Start of PROVIDED RECORDS

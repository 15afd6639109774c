//! Mock 总线（测试替身）
//!
//! 所有 [`MockBus`] 共享一个 [`CallLog`]：按发生顺序记录每次总线调用（含端口），
//! 并可脚本化注入失败、设置当前位置、模拟 IO 延迟。

use crate::{BusDeviceError, BusDeviceErrorKind, BusError, BusFactory, ServoBus};
use lumo_protocol::{ArmRole, JointArray, JointName, Register};
use parking_lot::Mutex;
use std::collections::{HashMap, HashSet};
use std::sync::Arc;
use std::thread;
use std::time::Duration;

/// 一次总线调用
#[derive(Debug, Clone, PartialEq)]
pub enum BusCall {
    Create { port: String, role: ArmRole },
    Connect { port: String, handshake: bool },
    Disconnect { port: String, disable_torque: bool },
    SyncRead { port: String, register: Register },
    SyncWrite { port: String, register: Register, values: JointArray<f64> },
    EnableTorque { port: String },
}

impl BusCall {
    pub fn port(&self) -> &str {
        match self {
            BusCall::Create { port, .. }
            | BusCall::Connect { port, .. }
            | BusCall::Disconnect { port, .. }
            | BusCall::SyncRead { port, .. }
            | BusCall::SyncWrite { port, .. }
            | BusCall::EnableTorque { port } => port,
        }
    }

    /// 是否可能改变舵机状态（写寄存器 / 使能或释放扭矩）
    pub fn mutates_servos(&self) -> bool {
        matches!(
            self,
            BusCall::SyncWrite { .. }
                | BusCall::EnableTorque { .. }
                | BusCall::Disconnect {
                    disable_torque: true,
                    ..
                }
        )
    }
}

#[derive(Debug, Clone)]
struct Script {
    positions: JointArray<Option<f64>>,
    fail_connect: bool,
    fail_reads: bool,
    fail_disconnect: bool,
    fail_write: Option<Register>,
    fail_torque: bool,
    offline_ports: HashSet<String>,
    latency: Duration,
}

impl Default for Script {
    fn default() -> Self {
        Self {
            positions: JointArray::splat(Some(0.0)),
            fail_connect: false,
            fail_reads: false,
            fail_disconnect: false,
            fail_write: None,
            fail_torque: false,
            offline_ports: HashSet::new(),
            latency: Duration::ZERO,
        }
    }
}

#[derive(Debug, Default)]
struct Shared {
    calls: Mutex<Vec<BusCall>>,
    script: Mutex<Script>,
    // 端口 -> (当前打开数, 历史最大同时打开数)
    open: Mutex<HashMap<String, (usize, usize)>>,
}

/// 共享调用记录与故障脚本
#[derive(Debug, Clone, Default)]
pub struct CallLog {
    shared: Arc<Shared>,
}

impl CallLog {
    pub fn new() -> Self {
        Self::default()
    }

    fn record(&self, call: BusCall) {
        self.shared.calls.lock().push(call);
    }

    fn script(&self) -> Script {
        self.shared.script.lock().clone()
    }

    /// 全部调用（按发生顺序）
    pub fn calls(&self) -> Vec<BusCall> {
        self.shared.calls.lock().clone()
    }

    /// 某个端口上的调用
    pub fn calls_on(&self, port: &str) -> Vec<BusCall> {
        self.shared
            .calls
            .lock()
            .iter()
            .filter(|call| call.port() == port)
            .cloned()
            .collect()
    }

    pub fn count(&self, pred: impl Fn(&BusCall) -> bool) -> usize {
        self.shared.calls.lock().iter().filter(|call| pred(call)).count()
    }

    /// 第一个满足条件的调用的序号
    pub fn position(&self, pred: impl Fn(&BusCall) -> bool) -> Option<usize> {
        self.shared.calls.lock().iter().position(pred)
    }

    /// 所有 `SyncWrite` 调用（寄存器, 值）
    pub fn writes(&self) -> Vec<(Register, JointArray<f64>)> {
        self.shared
            .calls
            .lock()
            .iter()
            .filter_map(|call| match call {
                BusCall::SyncWrite {
                    register, values, ..
                } => Some((*register, *values)),
                _ => None,
            })
            .collect()
    }

    pub fn clear(&self) {
        self.shared.calls.lock().clear();
    }

    /// 端口当前打开的连接数
    pub fn open_connections(&self, port: &str) -> usize {
        self.shared.open.lock().get(port).map_or(0, |(now, _)| *now)
    }

    /// 端口历史上同时打开的最大连接数
    pub fn max_open_connections(&self, port: &str) -> usize {
        self.shared.open.lock().get(port).map_or(0, |(_, max)| *max)
    }

    pub fn set_positions(&self, positions: JointArray<Option<f64>>) {
        self.shared.script.lock().positions = positions;
    }

    pub fn set_position(&self, joint: JointName, position: Option<f64>) {
        self.shared.script.lock().positions[joint] = position;
    }

    pub fn fail_connect(&self, fail: bool) {
        self.shared.script.lock().fail_connect = fail;
    }

    pub fn fail_reads(&self, fail: bool) {
        self.shared.script.lock().fail_reads = fail;
    }

    pub fn fail_disconnect(&self, fail: bool) {
        self.shared.script.lock().fail_disconnect = fail;
    }

    /// 写入指定寄存器时失败
    pub fn fail_write(&self, register: Option<Register>) {
        self.shared.script.lock().fail_write = register;
    }

    pub fn fail_torque(&self, fail: bool) {
        self.shared.script.lock().fail_torque = fail;
    }

    /// 模拟某个端口上的设备不存在
    pub fn set_port_offline(&self, port: &str, offline: bool) {
        let mut script = self.shared.script.lock();
        if offline {
            script.offline_ports.insert(port.to_string());
        } else {
            script.offline_ports.remove(port);
        }
    }

    /// 每次读写调用的模拟耗时
    pub fn set_latency(&self, latency: Duration) {
        self.shared.script.lock().latency = latency;
    }

    fn opened(&self, port: &str) {
        let mut open = self.shared.open.lock();
        let entry = open.entry(port.to_string()).or_insert((0, 0));
        entry.0 += 1;
        entry.1 = entry.1.max(entry.0);
    }

    fn closed(&self, port: &str) {
        if let Some(entry) = self.shared.open.lock().get_mut(port) {
            entry.0 = entry.0.saturating_sub(1);
        }
    }
}

/// Mock 总线
#[derive(Debug)]
pub struct MockBus {
    port: String,
    log: CallLog,
    connected: bool,
}

impl MockBus {
    pub fn new(port: impl Into<String>, log: CallLog) -> Self {
        Self {
            port: port.into(),
            log,
            connected: false,
        }
    }

    fn io_delay(&self, script: &Script) {
        if !script.latency.is_zero() {
            thread::sleep(script.latency);
        }
    }

    fn ensure_connected(&self) -> Result<(), BusError> {
        if self.connected {
            Ok(())
        } else {
            Err(BusError::NotConnected)
        }
    }

    fn close(&mut self) {
        if self.connected {
            self.connected = false;
            self.log.closed(&self.port);
        }
    }
}

impl ServoBus for MockBus {
    fn connect(&mut self, handshake: bool) -> Result<(), BusError> {
        self.log.record(BusCall::Connect {
            port: self.port.clone(),
            handshake,
        });
        let script = self.log.script();
        if script.fail_connect || script.offline_ports.contains(&self.port) {
            return Err(BusDeviceError::new(BusDeviceErrorKind::NotFound, self.port.clone()).into());
        }
        if !self.connected {
            self.connected = true;
            self.log.opened(&self.port);
        }
        Ok(())
    }

    fn disconnect(&mut self, disable_torque: bool) -> Result<(), BusError> {
        self.log.record(BusCall::Disconnect {
            port: self.port.clone(),
            disable_torque,
        });
        // 失败时链路同样被释放
        self.close();
        if self.log.script().fail_disconnect {
            return Err(BusDeviceError::new(BusDeviceErrorKind::Backend, "disconnect failed").into());
        }
        Ok(())
    }

    fn sync_read(&mut self, register: Register) -> Result<JointArray<Option<f64>>, BusError> {
        self.log.record(BusCall::SyncRead {
            port: self.port.clone(),
            register,
        });
        self.ensure_connected()?;
        let script = self.log.script();
        self.io_delay(&script);
        if script.fail_reads {
            return Err(BusError::Timeout);
        }
        Ok(script.positions)
    }

    fn sync_write(&mut self, register: Register, values: &JointArray<f64>) -> Result<(), BusError> {
        self.log.record(BusCall::SyncWrite {
            port: self.port.clone(),
            register,
            values: *values,
        });
        self.ensure_connected()?;
        let script = self.log.script();
        self.io_delay(&script);
        if !register.is_writable() {
            return Err(BusError::ReadOnly(register));
        }
        if script.fail_write == Some(register) {
            return Err(BusError::Io(std::io::Error::new(
                std::io::ErrorKind::BrokenPipe,
                format!("write {} failed", register),
            )));
        }
        Ok(())
    }

    fn enable_torque(&mut self) -> Result<(), BusError> {
        self.log.record(BusCall::EnableTorque {
            port: self.port.clone(),
        });
        self.ensure_connected()?;
        if self.log.script().fail_torque {
            return Err(BusError::Timeout);
        }
        Ok(())
    }

    fn is_connected(&self) -> bool {
        self.connected
    }
}

impl Drop for MockBus {
    fn drop(&mut self) {
        self.close();
    }
}

/// 构造共享同一 [`CallLog`] 的 [`MockBus`]
#[derive(Debug, Clone, Default)]
pub struct MockBusFactory {
    log: CallLog,
}

impl MockBusFactory {
    pub fn new() -> Self {
        Self::default()
    }

    pub fn with_log(log: CallLog) -> Self {
        Self { log }
    }

    pub fn log(&self) -> &CallLog {
        &self.log
    }
}

impl BusFactory for MockBusFactory {
    fn create(&self, port: &str, role: ArmRole) -> Box<dyn ServoBus> {
        self.log.record(BusCall::Create {
            port: port.to_string(),
            role,
        });
        Box::new(MockBus::new(port, self.log.clone()))
    }
}

#[cfg(test)]
mod tests {
    use super::*;

    #[test]
    fn test_records_calls_in_order() {
        let factory = MockBusFactory::new();
        let mut bus = factory.create("/dev/ttyACM1", ArmRole::Follower);
        bus.connect(true).unwrap();
        bus.sync_read(Register::PresentPosition).unwrap();
        bus.disconnect(false).unwrap();

        let calls = factory.log().calls();
        assert_eq!(calls.len(), 4);
        assert!(matches!(calls[0], BusCall::Create { role: ArmRole::Follower, .. }));
        assert!(matches!(calls[1], BusCall::Connect { handshake: true, .. }));
        assert!(matches!(calls[3], BusCall::Disconnect { disable_torque: false, .. }));
        assert!(calls.iter().all(|c| c.port() == "/dev/ttyACM1"));
        assert!(!calls.iter().any(BusCall::mutates_servos));
    }

    #[test]
    fn test_scripted_failures() {
        let log = CallLog::new();
        let mut bus = MockBus::new("/dev/ttyACM0", log.clone());

        log.fail_connect(true);
        assert!(bus.connect(true).is_err());
        assert!(!bus.is_connected());

        log.fail_connect(false);
        bus.connect(true).unwrap();

        log.fail_reads(true);
        assert!(matches!(
            bus.sync_read(Register::PresentPosition),
            Err(BusError::Timeout)
        ));

        log.fail_write(Some(Register::GoalPosition));
        assert!(bus
            .sync_write(Register::GoalVelocity, &JointArray::splat(0.0))
            .is_ok());
        assert!(bus
            .sync_write(Register::GoalPosition, &JointArray::splat(0.0))
            .is_err());

        log.fail_disconnect(true);
        assert!(bus.disconnect(false).is_err());
        assert!(!bus.is_connected());
    }

    #[test]
    fn test_open_connection_tracking() {
        let log = CallLog::new();
        {
            let mut bus = MockBus::new("/dev/ttyACM0", log.clone());
            bus.connect(true).unwrap();
            assert_eq!(log.open_connections("/dev/ttyACM0"), 1);
        }
        // drop 释放连接
        assert_eq!(log.open_connections("/dev/ttyACM0"), 0);
        assert_eq!(log.max_open_connections("/dev/ttyACM0"), 1);
    }

    #[test]
    fn test_offline_port() {
        let log = CallLog::new();
        log.set_port_offline("/dev/ttyACM5", true);
        let mut offline = MockBus::new("/dev/ttyACM5", log.clone());
        let mut online = MockBus::new("/dev/ttyACM1", log.clone());
        assert!(offline.connect(true).is_err());
        assert!(online.connect(true).is_ok());
    }

    #[test]
    fn test_positions() {
        let log = CallLog::new();
        log.set_position(JointName::Gripper, Some(50.0));
        log.set_position(JointName::WristRoll, None);
        let mut bus = MockBus::new("/dev/ttyACM1", log.clone());
        bus.connect(false).unwrap();
        let positions = bus.sync_read(Register::PresentPosition).unwrap();
        assert_eq!(positions[JointName::Gripper], Some(50.0));
        assert_eq!(positions.missing(), vec![JointName::WristRoll]);
    }
}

End of PROVIDED RECORDS

TASK OBJECTIVE |
Where in the listing does the string "Gripper" appear? Copy every line that has it.

REPLY TO THE EXERCISE |
        log.set_position(JointName::Gripper, Some(50.0));
        assert_eq!(positions[JointName::Gripper], Some(50.0));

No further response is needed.